The mascot for Dish is a wild woman with crazy hair wielding a fork that’s nearly as big as she is. I can relate.

“Comfort food from a modern café,” goes the Dish slogan. I was expecting macaroni and cheese. I got something else entirely.

I love delis, but I am often put off by the enormous glass cases of food with various workers bustling behind them. Where do I stand so they’ll see me? Even when they do see me, I can’t see what’s in the cases because other patrons are blocking them. I feel like I’ve just rung my buzzer on a game show, and I have exactly 10 seconds to blurt out my order/answer as I try to reconcile what’s in the cases with what’s written on the menu boards and how much money I have in my pocket. It’s all very overwhelming.

None of that at Dish.

The cases are not too enormous, and there are menus all over the place. I grabbed a menu and made myself at home at a table. I sat in the plush, padded chair.

They’ve got deli standards, from tuna to turkey, but “The Nancy Taylor” on the superstar sandwiches list grabbed my attention. “Ham with sliced apple, mayonnaise, Dijon, cheddar cheese, fresh spinach on apple cinnamon swirl bread, $6.95.”

What the … ? One of four chalk boards on the walls lists the options for bread. How could I ask for a sandwich on white or wheat when I had the option of apple cinnamon swirl bread? It sounded decadent, like a sandwich served on coffee cake.

I moseyed up to the counter and asked the woman working the cash register what the name meant, and she explained that Nancy Taylor is a character in the movie Groundhog Day.
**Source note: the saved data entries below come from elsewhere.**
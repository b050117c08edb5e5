use std::collections::BTreeMap;
use std::time::Instant;

use cloak_capability::{CapabilityResolver, SymbolSource, SystemLibrary};
use cloak_dispatch::Interceptor;
use rustc_hash::FxHashMap as HashMap;

use crate::property::PropertySet;
use crate::toolkit::{Toolkit, WindowHandle};

/// Windows the engine has already processed at least once, with the time
/// of their last write.
///
/// Handles are recorded, never dereferenced: liveness is always re-checked
/// through the toolkit before an object is touched.
#[derive(Debug, Clone, Default, PartialEq, Eq)]
pub struct ProtectedWindowSet {
	windows: BTreeMap<WindowHandle, Instant>,
}

impl ProtectedWindowSet {
	/// Records a write to `window` at `at`. Returns true if the window was
	/// not known yet.
	pub fn insert(&mut self, window: WindowHandle, at: Instant) -> bool {
		self.windows.insert(window, at).is_none()
	}

	pub fn contains(&self, window: WindowHandle) -> bool {
		self.windows.contains_key(&window)
	}

	/// When overrides were last written to `window`.
	pub fn last_written(&self, window: WindowHandle) -> Option<Instant> {
		self.windows.get(&window).copied()
	}

	pub fn iter(&self) -> impl Iterator<Item = WindowHandle> + '_ {
		self.windows.keys().copied()
	}

	pub fn len(&self) -> usize {
		self.windows.len()
	}

	pub fn is_empty(&self) -> bool {
		self.windows.is_empty()
	}

	pub(crate) fn clear(&mut self) {
		self.windows.clear();
	}
}

/// State shared by every engine operation.
///
/// Owns the original-entry-point registry, so it must live as long as any
/// rewire it installed.
#[derive(Debug)]
pub struct EngineContext<T: Toolkit, S: SymbolSource = SystemLibrary> {
	pub(crate) toolkit: T,
	pub(crate) dispatch: Interceptor,
	pub(crate) resolver: CapabilityResolver<S>,
	pub(crate) protected: ProtectedWindowSet,
	support: HashMap<String, PropertySet>,
}

impl<T: Toolkit, S: SymbolSource> EngineContext<T, S> {
	pub fn new(toolkit: T, resolver: CapabilityResolver<S>) -> Self {
		Self {
			toolkit,
			dispatch: Interceptor::new(),
			resolver,
			protected: ProtectedWindowSet::default(),
			support: HashMap::default(),
		}
	}

	pub fn toolkit(&self) -> &T {
		&self.toolkit
	}

	pub fn toolkit_mut(&mut self) -> &mut T {
		&mut self.toolkit
	}

	/// Registry of captured originals and installed rewires.
	pub fn interceptor(&self) -> &Interceptor {
		&self.dispatch
	}

	pub fn resolver(&self) -> &CapabilityResolver<S> {
		&self.resolver
	}

	pub fn protected(&self) -> &ProtectedWindowSet {
		&self.protected
	}

	/// Properties `class` exposes. Queried once per type, then cached.
	pub(crate) fn supported(&mut self, class: &str) -> PropertySet {
		if let Some(set) = self.support.get(class) {
			return *set;
		}
		let set = self.toolkit.supported_properties(class);
		tracing::debug!(domain = "engine", class, properties = ?set, "queried type");
		self.support.insert(class.to_string(), set);
		set
	}

	/// Undoes every rewire after a failed install.
	pub(crate) fn rollback(&mut self) {
		if let Err(err) = self.dispatch.restore_all(self.toolkit.dispatch()) {
			tracing::error!(domain = "engine", error = %err, "rollback incomplete");
		}
	}
}
//! Declarative override profiles.
//!
//! A [`Profile`] maps a target type name to a map of property name to the
//! [`PropertyValue`] the engine should force. Profiles name their
//! dependencies; the [`ProfileRegistry`] orders a requested set so every
//! dependency is applied before its dependents and merges the result with
//! last-applied-wins semantics.
//!
//! Profiles that are unrelated by dependency keep their requested order, so
//! when two of them set the same property the one requested later wins.

pub mod builtins;
mod error;
mod merge;
mod profile;
mod registry;
mod value;

pub use error::{ProfileError, Result};
pub use merge::MergedOverrides;
pub use profile::{OverrideMap, Profile, ProfileBuilder, PropertyMap};
pub use registry::ProfileRegistry;
pub use value::{PropertyValue, ValueKind};
use thiserror::Error;

use crate::Strategy;

/// Failures reported by the interception core.
///
/// None of these abort the process; callers decide whether a failure is
/// fatal for the operation they were attempting.
#[derive(Debug, Clone, PartialEq, Eq, Error)]
pub enum DispatchError {
	/// The host has no type with this name.
	#[error("type not found: {class}")]
	TypeNotFound { class: String },

	/// The type exists but does not respond to the operation.
	#[error("operation not found: -[{class} {operation}]")]
	OperationNotFound { class: String, operation: String },

	/// An operation with this identifier is already defined on the type.
	#[error("operation already exists: -[{class} {operation}]")]
	AlreadyExists { class: String, operation: String },

	/// Rewire was requested before the original entry point was captured.
	#[error("original entry point not captured: -[{class} {operation}]")]
	NotCaptured { class: String, operation: String },

	/// The strategy is declared but has no implementation.
	#[error("rewiring strategy not implemented: {0:?}")]
	NotImplemented(Strategy),

	/// The host refused to mutate its dispatch table.
	#[error("host rejected {action} for -[{class} {operation}]")]
	HostRejected {
		action: &'static str,
		class: String,
		operation: String,
	},
}

/// Result type for interception operations.
pub type Result<T> = std::result::Result<T, DispatchError>;
//! Bounded ring buffer of recently received frames.

use std::collections::VecDeque;

use crate::client::Frame;

const DEFAULT_CAPACITY: usize = 100;

/// Append-only event history with front truncation on overflow.
/// Insertion order is preserved; the oldest entries are evicted first.
#[derive(Debug)]
pub struct EventLog {
    items: VecDeque<Frame>,
    capacity: usize,
}

impl EventLog {
    pub fn new(capacity: usize) -> Self {
        Self {
            items: VecDeque::with_capacity(capacity),
            capacity,
        }
    }

    pub fn push(&mut self, frame: Frame) {
        if self.items.len() >= self.capacity {
            self.items.pop_front();
        }
        self.items.push_back(frame);
    }

    /// Entries oldest to newest.
    pub fn iter(&self) -> impl Iterator<Item = &Frame> {
        self.items.iter()
    }

    pub fn latest(&self) -> Option<&Frame> {
        self.items.back()
    }

    pub fn len(&self) -> usize {
        self.items.len()
    }

    pub fn is_empty(&self) -> bool {
        self.items.is_empty()
    }
}

impl Default for EventLog {
    fn default() -> Self {
        Self::new(DEFAULT_CAPACITY)
    }
}

#[cfg(test)]
mod tests {
    use super::*;

    fn frame(n: usize) -> Frame {
        Frame::new(format!("evt_{n}"), None)
    }

    #[test]
    fn never_exceeds_capacity_and_keeps_newest() {
        let mut log = EventLog::default();
        for n in 1..=150 {
            log.push(frame(n));
        }
        assert_eq!(log.len(), 100);
        let kinds: Vec<_> = log.iter().map(|f| f.kind.clone()).collect();
        assert_eq!(kinds.first().unwrap(), "evt_51");
        assert_eq!(kinds.last().unwrap(), "evt_150");
        // Order preserved across the whole window.
        for (i, kind) in kinds.iter().enumerate() {
            assert_eq!(kind, &format!("evt_{}", i + 51));
        }
    }

    #[test]
    fn latest_tracks_the_newest_entry() {
        let mut log = EventLog::new(2);
        assert!(log.latest().is_none());
        log.push(frame(1));
        log.push(frame(2));
        assert_eq!(log.latest().unwrap().kind, "evt_2");
    }
}
//! Process-wide distributor: wraps exactly one realtime client, derives
//! a UI-facing connection status, and turns record events into toasts.

mod distributor;
mod notifier;

pub use distributor::{HubHandle, RealtimeHub};
pub mod errors;
pub mod toast;

pub use errors::{ProtocolError, TransportError};
pub use toast::{Toast, ToastLevel, ToastQueue};
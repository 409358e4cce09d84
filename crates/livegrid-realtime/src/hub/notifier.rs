//! Background task translating client events into user-visible toasts.

use std::sync::Arc;

use tokio::sync::{broadcast, Mutex};
use tracing::{debug, warn};

use livegrid_common::{Toast, ToastQueue};

use crate::client::{ClientEvent, EventKind, Frame, RecordChange};

/// Toast policy: record changes surface unless the payload opts out,
/// and consecutive duplicates of the immediately preceding toast are
/// suppressed (no deeper dedup history).
#[derive(Debug, Default)]
pub(crate) struct Notifier {
    queue: ToastQueue,
    last_text: Option<String>,
}

impl Notifier {
    pub(crate) fn handle_event(&mut self, event: &ClientEvent) {
        match event {
            ClientEvent::Connected => debug!("Realtime connected"),
            ClientEvent::Disconnected => {
                self.toast(Toast::warning("Realtime connection lost"));
            }
            ClientEvent::Error(msg) => {
                self.toast(Toast::error(format!("Realtime error: {msg}")));
            }
            ClientEvent::Message(frame) => self.handle_message(frame),
        }
    }

    fn handle_message(&mut self, frame: &Frame) {
        let text = match frame.classify() {
            EventKind::RecordCreated(change) => describe(&change, "created"),
            EventKind::RecordUpdated(change) => describe(&change, "updated"),
            EventKind::RecordDeleted(change) => describe(&change, "deleted"),
            _ => return,
        };
        let Some(text) = text else {
            // The event explicitly asked for silence.
            return;
        };
        self.toast(Toast::info(text));
    }

    fn toast(&mut self, toast: Toast) {
        if self.last_text.as_deref() == Some(toast.text.as_str()) {
            debug!(text = %toast.text, "Suppressing duplicate toast");
            return;
        }
        self.last_text = Some(toast.text.clone());
        self.queue.push(toast);
    }

    pub(crate) fn visible(&mut self) -> Vec<Toast> {
        self.queue.visible().into_iter().cloned().collect()
    }
}

fn describe(change: &RecordChange, verb: &str) -> Option<String> {
    if !change.notify {
        return None;
    }
    Some(match &change.record_id {
        Some(id) => format!("Record {id} {verb}"),
        None => format!("Record {verb}"),
    })
}

pub(crate) async fn notifier_loop(
    mut events: broadcast::Receiver<ClientEvent>,
    notifier: Arc<Mutex<Notifier>>,
) {
    loop {
        match events.recv().await {
            Ok(event) => notifier.lock().await.handle_event(&event),
            Err(broadcast::error::RecvError::Lagged(n)) => {
                warn!(skipped = n, "Notifier lagged behind the event stream");
            }
            Err(broadcast::error::RecvError::Closed) => return,
        }
    }
}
She also said she’s Nancy, and there was a Taylor.

It turns out this woman was running the whole shebang at Dish, and she could give lessons. She greeted everyone she knew by name and introduced herself to those she didn’t. During a lull in the lunch rush from Washoe Med and surrounding offices, she busied herself by walking around and spiffing up the place. She made time to stop at my table and elaborate on the Nancy Taylor reference.

As for my sandwich, the smell of cinnamon wafted up from the plate before I took my first bite. I could tell just by looking at it that there’d be no need for dessert, as irresistible as the snickerdoodles looked.

The bread melted in my mouth, the green apple slices were crisp and tart, the spinach was fresh, the Dijon tangy, the mayo slippery, the cheddar sharp, the ham hammy. The combination tasted as unique as it sounds.

I had a good feeling from the moment I opened the door to Dish, smiling to myself at the Clean Cuisine non-smoking sticker, till the moment I left, comforted by my lunch and the fact that I had a copy of the menu in my pocket.